Top of Information shown

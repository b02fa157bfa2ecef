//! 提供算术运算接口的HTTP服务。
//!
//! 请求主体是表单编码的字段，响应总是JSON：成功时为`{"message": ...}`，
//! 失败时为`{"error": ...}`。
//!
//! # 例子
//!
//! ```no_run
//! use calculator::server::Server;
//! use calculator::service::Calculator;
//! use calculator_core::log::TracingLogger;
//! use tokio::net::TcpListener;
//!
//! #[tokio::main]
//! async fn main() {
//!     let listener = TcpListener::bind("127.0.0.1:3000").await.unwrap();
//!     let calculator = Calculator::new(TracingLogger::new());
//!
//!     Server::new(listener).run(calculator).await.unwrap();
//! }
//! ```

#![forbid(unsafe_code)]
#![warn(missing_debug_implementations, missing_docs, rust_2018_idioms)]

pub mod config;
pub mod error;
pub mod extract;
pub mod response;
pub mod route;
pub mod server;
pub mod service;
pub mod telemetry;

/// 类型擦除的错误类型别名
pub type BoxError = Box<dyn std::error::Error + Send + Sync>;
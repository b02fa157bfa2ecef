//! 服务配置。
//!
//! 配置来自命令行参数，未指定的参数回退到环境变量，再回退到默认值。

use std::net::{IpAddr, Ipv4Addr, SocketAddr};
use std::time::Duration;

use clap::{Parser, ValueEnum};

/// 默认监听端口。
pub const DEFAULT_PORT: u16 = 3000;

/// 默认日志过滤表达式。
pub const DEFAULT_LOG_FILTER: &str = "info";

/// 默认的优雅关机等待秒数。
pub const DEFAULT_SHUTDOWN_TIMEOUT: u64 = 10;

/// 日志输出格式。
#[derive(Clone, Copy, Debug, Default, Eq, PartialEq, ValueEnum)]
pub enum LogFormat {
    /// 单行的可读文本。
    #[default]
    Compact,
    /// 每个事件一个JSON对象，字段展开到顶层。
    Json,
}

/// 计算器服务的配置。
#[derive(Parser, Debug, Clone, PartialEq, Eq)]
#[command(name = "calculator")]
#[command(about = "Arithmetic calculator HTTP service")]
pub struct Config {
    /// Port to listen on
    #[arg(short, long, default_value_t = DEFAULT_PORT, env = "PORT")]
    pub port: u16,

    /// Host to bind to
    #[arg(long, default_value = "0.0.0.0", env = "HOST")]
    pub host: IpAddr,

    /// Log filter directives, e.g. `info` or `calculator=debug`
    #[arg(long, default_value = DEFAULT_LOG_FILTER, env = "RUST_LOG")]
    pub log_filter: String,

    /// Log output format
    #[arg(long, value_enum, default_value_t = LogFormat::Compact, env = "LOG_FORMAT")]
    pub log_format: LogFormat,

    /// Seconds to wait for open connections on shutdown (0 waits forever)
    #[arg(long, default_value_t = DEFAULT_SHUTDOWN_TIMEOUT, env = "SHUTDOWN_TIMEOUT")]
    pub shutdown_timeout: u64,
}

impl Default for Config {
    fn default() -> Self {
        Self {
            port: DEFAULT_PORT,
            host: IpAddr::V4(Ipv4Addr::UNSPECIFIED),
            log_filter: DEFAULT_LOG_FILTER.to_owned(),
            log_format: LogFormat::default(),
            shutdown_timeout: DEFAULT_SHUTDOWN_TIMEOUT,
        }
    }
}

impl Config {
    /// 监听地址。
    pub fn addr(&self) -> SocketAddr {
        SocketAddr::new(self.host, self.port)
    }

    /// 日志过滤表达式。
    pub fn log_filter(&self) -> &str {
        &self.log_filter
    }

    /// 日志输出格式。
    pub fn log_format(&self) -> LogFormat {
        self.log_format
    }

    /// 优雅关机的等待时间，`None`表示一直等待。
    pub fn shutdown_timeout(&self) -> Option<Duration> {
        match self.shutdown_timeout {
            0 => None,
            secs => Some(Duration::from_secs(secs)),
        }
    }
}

Bottom of Information shown
Top of Information shown

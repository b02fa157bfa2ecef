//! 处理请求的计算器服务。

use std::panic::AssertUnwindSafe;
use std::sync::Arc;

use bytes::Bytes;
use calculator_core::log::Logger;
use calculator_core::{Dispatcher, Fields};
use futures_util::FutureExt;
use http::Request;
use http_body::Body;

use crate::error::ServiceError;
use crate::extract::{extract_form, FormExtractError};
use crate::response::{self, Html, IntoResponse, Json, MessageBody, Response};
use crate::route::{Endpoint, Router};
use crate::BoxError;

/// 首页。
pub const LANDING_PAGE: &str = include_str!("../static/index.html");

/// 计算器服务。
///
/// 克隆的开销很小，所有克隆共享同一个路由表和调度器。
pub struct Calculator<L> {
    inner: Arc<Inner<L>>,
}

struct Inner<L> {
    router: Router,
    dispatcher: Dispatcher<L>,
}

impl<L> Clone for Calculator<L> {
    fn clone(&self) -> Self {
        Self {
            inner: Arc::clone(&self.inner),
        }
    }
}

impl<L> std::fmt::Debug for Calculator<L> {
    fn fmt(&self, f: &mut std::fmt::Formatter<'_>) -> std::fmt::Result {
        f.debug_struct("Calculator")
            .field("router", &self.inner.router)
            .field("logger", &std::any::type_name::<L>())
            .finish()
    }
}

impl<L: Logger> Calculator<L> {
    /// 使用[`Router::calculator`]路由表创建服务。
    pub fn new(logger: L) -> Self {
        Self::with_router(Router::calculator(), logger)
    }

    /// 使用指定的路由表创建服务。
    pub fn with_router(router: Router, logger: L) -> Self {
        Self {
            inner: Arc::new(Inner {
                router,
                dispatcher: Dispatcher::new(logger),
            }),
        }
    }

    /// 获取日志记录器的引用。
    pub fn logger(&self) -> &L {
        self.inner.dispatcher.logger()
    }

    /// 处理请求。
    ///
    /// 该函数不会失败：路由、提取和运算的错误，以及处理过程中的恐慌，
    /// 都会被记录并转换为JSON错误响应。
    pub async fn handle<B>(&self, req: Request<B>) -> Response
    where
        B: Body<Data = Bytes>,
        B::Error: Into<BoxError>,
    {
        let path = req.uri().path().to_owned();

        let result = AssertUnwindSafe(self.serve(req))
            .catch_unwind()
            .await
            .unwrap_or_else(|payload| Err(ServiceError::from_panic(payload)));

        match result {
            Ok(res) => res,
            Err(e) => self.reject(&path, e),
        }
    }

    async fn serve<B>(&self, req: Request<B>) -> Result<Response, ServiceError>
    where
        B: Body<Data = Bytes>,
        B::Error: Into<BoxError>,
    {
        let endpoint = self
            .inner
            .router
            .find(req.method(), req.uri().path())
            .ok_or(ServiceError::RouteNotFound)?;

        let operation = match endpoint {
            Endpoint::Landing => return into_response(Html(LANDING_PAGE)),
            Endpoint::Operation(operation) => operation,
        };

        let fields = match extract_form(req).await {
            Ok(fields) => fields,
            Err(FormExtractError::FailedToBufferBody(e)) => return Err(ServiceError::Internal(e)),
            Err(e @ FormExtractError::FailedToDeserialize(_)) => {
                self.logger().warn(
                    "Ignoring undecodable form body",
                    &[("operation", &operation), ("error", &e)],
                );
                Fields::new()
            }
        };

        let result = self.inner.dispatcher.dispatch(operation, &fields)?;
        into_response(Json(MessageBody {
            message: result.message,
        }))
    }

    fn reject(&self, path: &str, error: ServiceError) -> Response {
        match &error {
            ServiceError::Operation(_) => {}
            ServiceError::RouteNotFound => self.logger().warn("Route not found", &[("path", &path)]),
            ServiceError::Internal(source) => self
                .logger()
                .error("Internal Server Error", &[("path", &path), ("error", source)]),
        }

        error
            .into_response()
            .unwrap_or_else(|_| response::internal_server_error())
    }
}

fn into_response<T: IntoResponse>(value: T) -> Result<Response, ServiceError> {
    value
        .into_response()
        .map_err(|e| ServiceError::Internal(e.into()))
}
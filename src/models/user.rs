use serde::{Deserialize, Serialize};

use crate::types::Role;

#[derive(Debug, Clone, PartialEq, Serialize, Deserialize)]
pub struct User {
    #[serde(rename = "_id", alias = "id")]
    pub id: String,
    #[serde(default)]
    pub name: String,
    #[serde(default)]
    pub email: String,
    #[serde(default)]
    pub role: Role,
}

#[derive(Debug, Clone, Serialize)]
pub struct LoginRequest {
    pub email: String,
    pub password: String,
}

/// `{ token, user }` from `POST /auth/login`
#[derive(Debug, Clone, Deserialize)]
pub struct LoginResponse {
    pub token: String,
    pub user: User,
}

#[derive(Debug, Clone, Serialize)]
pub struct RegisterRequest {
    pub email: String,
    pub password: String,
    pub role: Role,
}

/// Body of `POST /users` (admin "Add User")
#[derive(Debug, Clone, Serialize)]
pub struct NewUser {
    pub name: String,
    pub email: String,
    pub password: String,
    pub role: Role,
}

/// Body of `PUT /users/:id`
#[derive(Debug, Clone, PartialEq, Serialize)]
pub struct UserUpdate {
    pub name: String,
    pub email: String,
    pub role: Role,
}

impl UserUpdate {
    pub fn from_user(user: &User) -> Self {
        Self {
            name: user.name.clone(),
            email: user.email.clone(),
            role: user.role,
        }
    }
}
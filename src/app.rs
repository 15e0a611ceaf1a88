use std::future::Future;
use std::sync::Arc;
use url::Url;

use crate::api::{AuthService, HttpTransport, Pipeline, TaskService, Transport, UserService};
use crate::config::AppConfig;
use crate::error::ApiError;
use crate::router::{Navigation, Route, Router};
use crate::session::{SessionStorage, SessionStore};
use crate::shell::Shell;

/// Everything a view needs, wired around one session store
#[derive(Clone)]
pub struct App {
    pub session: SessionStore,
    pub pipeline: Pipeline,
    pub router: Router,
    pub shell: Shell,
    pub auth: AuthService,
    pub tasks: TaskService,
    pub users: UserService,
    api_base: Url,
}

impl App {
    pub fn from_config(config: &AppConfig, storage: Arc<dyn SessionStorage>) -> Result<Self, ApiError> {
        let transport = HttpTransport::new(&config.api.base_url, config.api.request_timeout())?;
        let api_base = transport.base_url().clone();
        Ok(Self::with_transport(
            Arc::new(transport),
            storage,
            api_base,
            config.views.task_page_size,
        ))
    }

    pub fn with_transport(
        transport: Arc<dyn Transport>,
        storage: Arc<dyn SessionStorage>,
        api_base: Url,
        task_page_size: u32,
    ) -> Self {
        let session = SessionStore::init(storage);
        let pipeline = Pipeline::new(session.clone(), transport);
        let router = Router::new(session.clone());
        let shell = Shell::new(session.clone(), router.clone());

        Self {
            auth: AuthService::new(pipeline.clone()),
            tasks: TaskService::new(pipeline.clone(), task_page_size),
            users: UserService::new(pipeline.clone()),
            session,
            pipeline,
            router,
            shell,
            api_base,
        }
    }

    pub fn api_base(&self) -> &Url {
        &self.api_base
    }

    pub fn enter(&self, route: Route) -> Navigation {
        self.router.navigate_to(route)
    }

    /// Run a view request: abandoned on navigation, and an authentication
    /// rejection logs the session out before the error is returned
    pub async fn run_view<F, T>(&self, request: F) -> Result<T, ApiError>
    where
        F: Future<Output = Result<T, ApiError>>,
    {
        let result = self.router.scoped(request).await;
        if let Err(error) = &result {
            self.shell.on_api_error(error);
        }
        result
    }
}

Bottom of Information shown

A copy of each line in the data above that holds the string "TracingLogger" is needed.

Response to the task ->
//! use calculator_core::log::TracingLogger;
//!     let calculator = Calculator::new(TracingLogger::new());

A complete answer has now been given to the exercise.